Carovilli, borgo dell’alto Molise a 900 metri di quota e situato lungo un tratturello di collegamento tra i tratturi Lucera-Castel di Sangro e Celano-Foggia, ha una storia che affonda le radici nell’epoca sannita. Resti di necropoli, fortificazioni e un tempietto italico sono visibili sul Monte Ferrante.
Il primo insediamento sorse attorno alla chiesa di S. Pietro di Tasso, costruita dai Benedettini. Nel 1450 il paese si spostò alle pendici del monte, dove venne eretta la chiesa di S. Maria Assunta. Il nome “Carovilli” potrebbe derivare dal console Spurio Carvillo, citato da Livio.
Durante il Medioevo, il borgo fu feudo dei Borrello e, dal 1799, fece parte del Dipartimento del Sangro.
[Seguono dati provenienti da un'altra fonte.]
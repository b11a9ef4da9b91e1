//! Матч целиком через Dealer: регистрация, последовательность раундов, итог.

use std::cell::RefCell;
use std::collections::HashMap;
use std::rc::Rc;

use poker_referee::domain::{card::Card, chips::Chips, config::MatchConfig, history::ActionHistories};
use poker_referee::engine::{Action, ActionAmount, ActionDecision, EngineError, ValidAction};
use poker_referee::eval::BestHandEvaluator;
use poker_referee::game::Dealer;
use poker_referee::infra::DeterministicRng;
use poker_referee::interface::{
    DispatchError, GameInformation, PlayerError, PokerPlayer, RoundStateView, SeatView,
};
use poker_referee::players::{CallPlayer, FoldPlayer, RandomPlayer};

type Counts = Rc<RefCell<HashMap<&'static str, usize>>>;

/// Колл-бот, который считает полученные сообщения.
struct Counting {
    counts: Counts,
}

impl Counting {
    fn bump(&self, key: &'static str) {
        *self.counts.borrow_mut().entry(key).or_insert(0) += 1;
    }
}

impl PokerPlayer for Counting {
    fn receive_game_start_message(&mut self, _game_information: &GameInformation) {
        self.bump("game_start");
    }

    fn receive_round_start_message(&mut self, hole_card: &[Card], _seats: &[SeatView]) {
        // Вылетевший игрок тоже получает round_start, но без карт.
        assert!(hole_card.len() == 2 || hole_card.is_empty(), "got {hole_card:?}");
        self.bump("round_start");
    }

    fn declare_action(
        &mut self,
        hole_card: &[Card],
        valid_actions: &[ValidAction],
        round_state: &RoundStateView,
        action_histories: &ActionHistories,
    ) -> Result<ActionDecision, PlayerError> {
        self.bump("ask");
        CallPlayer.declare_action(hole_card, valid_actions, round_state, action_histories)
    }

    fn receive_round_result_message(&mut self, _winners: &[SeatView], _round_state: &RoundStateView) {
        self.bump("round_result");
    }

    fn receive_game_result_message(&mut self, _game_information: &GameInformation) {
        self.bump("game_result");
    }
}

/// Всегда идёт олл-ин, если можно, иначе коллирует.
struct Shover;

impl PokerPlayer for Shover {
    fn declare_action(
        &mut self,
        hole_card: &[Card],
        valid_actions: &[ValidAction],
        round_state: &RoundStateView,
        action_histories: &ActionHistories,
    ) -> Result<ActionDecision, PlayerError> {
        let shove = valid_actions.iter().find_map(|v| match (v.action, v.amount) {
            (Action::Raise, ActionAmount::Range { max, .. }) => Some(ActionDecision::new(Action::Raise, max)),
            _ => None,
        });
        match shove {
            Some(decision) => Ok(decision),
            None => CallPlayer.declare_action(hole_card, valid_actions, round_state, action_histories),
        }
    }
}

/// Отвечает заведомо недопустимой суммой.
struct Cheater;

impl PokerPlayer for Cheater {
    fn declare_action(
        &mut self,
        _hole_card: &[Card],
        _valid_actions: &[ValidAction],
        _round_state: &RoundStateView,
        _action_histories: &ActionHistories,
    ) -> Result<ActionDecision, PlayerError> {
        Ok(ActionDecision::new(Action::Raise, Chips(1)))
    }
}

fn dealer(config: MatchConfig, seed: u64) -> Dealer<BestHandEvaluator, DeterministicRng> {
    Dealer::new(config, BestHandEvaluator, DeterministicRng::from_seed(seed))
}

fn total_stack(seats: &[SeatView]) -> Chips {
    seats.iter().map(|s| s.stack).sum()
}

#[test]
fn match_conserves_chips_and_notifies_every_round() {
    let counts: Counts = Rc::new(RefCell::new(HashMap::new()));
    let mut dealer = dealer(MatchConfig::new(Chips(1000), 5, Chips(5)), 1);
    dealer
        .register_player("a", "counting", Box::new(Counting { counts: Rc::clone(&counts) }))
        .unwrap();
    dealer.register_player("b", "caller", Box::new(CallPlayer)).unwrap();
    dealer.register_player("c", "random", Box::new(RandomPlayer::seeded(3))).unwrap();

    let result = dealer.start_game().expect("match finishes");

    assert_eq!(result.seats.len(), 3);
    assert_eq!(total_stack(&result.seats), Chips(3000), "Фишки сохраняются");

    let counts = counts.borrow();
    assert_eq!(counts.get("game_start"), Some(&1));
    assert_eq!(counts.get("game_result"), Some(&1));
    assert_eq!(counts.get("round_start"), Some(&(result.rounds_played as usize)));
    assert_eq!(counts.get("round_result"), Some(&(result.rounds_played as usize)));
    assert!(counts.get("ask").copied().unwrap_or(0) > 0);
    assert!(result.rounds_played >= 1 && result.rounds_played <= 5);
}

#[test]
fn folders_bleed_blinds_to_caller() {
    let mut dealer = dealer(MatchConfig::new(Chips(100), 4, Chips(5)), 9);
    dealer.register_player("f1", "folder", Box::new(FoldPlayer)).unwrap();
    dealer.register_player("f2", "folder", Box::new(FoldPlayer)).unwrap();
    dealer.register_player("c", "caller", Box::new(CallPlayer)).unwrap();

    let result = dealer.start_game().expect("match finishes");

    assert_eq!(result.rounds_played, 4);
    assert_eq!(total_stack(&result.seats), Chips(300));
    let caller = result.seats.iter().find(|s| s.uuid == "c").unwrap();
    assert!(caller.stack > Chips(100), "Колл-бот собирает блайнды: {}", caller.stack);
}

#[test]
fn match_stops_when_one_player_has_all_chips() {
    let mut dealer = dealer(MatchConfig::new(Chips(100), 1000, Chips(5)), 5);
    dealer.register_player("s", "shover", Box::new(Shover)).unwrap();
    dealer.register_player("c", "caller", Box::new(CallPlayer)).unwrap();

    let result = dealer.start_game().expect("match finishes");

    assert!(result.rounds_played < 1000);
    assert_eq!(total_stack(&result.seats), Chips(200));
    assert!(result.seats.iter().any(|s| s.stack.is_zero()));
}

#[test]
fn illegal_answers_are_folded_and_match_goes_on() {
    let mut dealer = dealer(MatchConfig::new(Chips(100), 3, Chips(5)), 11);
    dealer.register_player("x", "cheater", Box::new(Cheater)).unwrap();
    dealer.register_player("c", "caller", Box::new(CallPlayer)).unwrap();

    let result = dealer.start_game().expect("violations do not abort the match");

    assert_eq!(result.rounds_played, 3);
    assert_eq!(total_stack(&result.seats), Chips(200));
    let cheater = result.seats.iter().find(|s| s.uuid == "x").unwrap();
    assert!(cheater.stack < Chips(100), "Нарушитель теряет блайнды");
}

#[test]
fn registration_errors() {
    let mut dealer = dealer(MatchConfig::new(Chips(100), 3, Chips(5)), 0);
    assert_eq!(dealer.register_player("a", "a", Box::new(CallPlayer)), Ok(0));
    assert_eq!(
        dealer.register_player("a", "again", Box::new(CallPlayer)),
        Err(DispatchError::DuplicateRegistration("a".to_string()))
    );
    assert_eq!(dealer.table().seats.size(), 1);

    assert_eq!(
        dealer.start_game(),
        Err(DispatchError::Engine(EngineError::NotEnoughPlayers))
    );
}

#[test]
fn invalid_config_aborts_before_first_message() {
    let counts: Counts = Rc::new(RefCell::new(HashMap::new()));
    let mut dealer = dealer(MatchConfig::new(Chips(100), 0, Chips(5)), 0);
    dealer
        .register_player("a", "counting", Box::new(Counting { counts: Rc::clone(&counts) }))
        .unwrap();
    dealer.register_player("b", "caller", Box::new(CallPlayer)).unwrap();

    assert!(matches!(
        dealer.start_game(),
        Err(DispatchError::Engine(EngineError::InvalidConfig(_)))
    ));
    assert!(counts.borrow().is_empty());
}

/// 24 игрока: на ривер карт уже не хватает. Раунд обрывается,
/// но места и стеки за столом остаются как до раунда.
#[test]
fn failed_round_keeps_seats_and_stacks() {
    let mut dealer = dealer(MatchConfig::new(Chips(100), 3, Chips(5)), 2);
    for i in 0..24 {
        dealer
            .register_player(format!("p{i}"), "caller", Box::new(CallPlayer))
            .unwrap();
    }

    let result = dealer.start_game();

    assert_eq!(
        result,
        Err(DispatchError::Engine(EngineError::DeckExhausted {
            requested: 1,
            remaining: 0
        }))
    );
    let seats = &dealer.table().seats;
    assert_eq!(seats.size(), 24, "Игроки не пропадают со стола");
    assert_eq!(seats.total_stack(), Chips(2400));
    assert!(
        seats.players().iter().all(|p| p.stack == Chips(100) && p.paid.is_zero()),
        "Стеки откатываются к началу раунда"
    );
}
Con la riforma del 1811 divenne capoluogo di Circondario, comprendente Pescolanciano, San Pietro Avellana e Chiauci.
La chiesa di S. Maria Assunta, edificata nel ‘400, ospita le spoglie di S. Stefano del Lupo, patrono del paese. Ha tre portali con torre campanaria e un’acquasantiera del XVI secolo decorata con un serpente in rilievo. In frazione Castiglioe, si trovano le chiese di San Nicola.. Ancora da citare i ruderi del convento benedettino di S. Pietro del Tasso, risalente al X secolo, che si trovano accanto alla “Fonte del Convento”. In ultimo, la chiesa di S. Domenico, legata alla transumanza, situato sul tratturo.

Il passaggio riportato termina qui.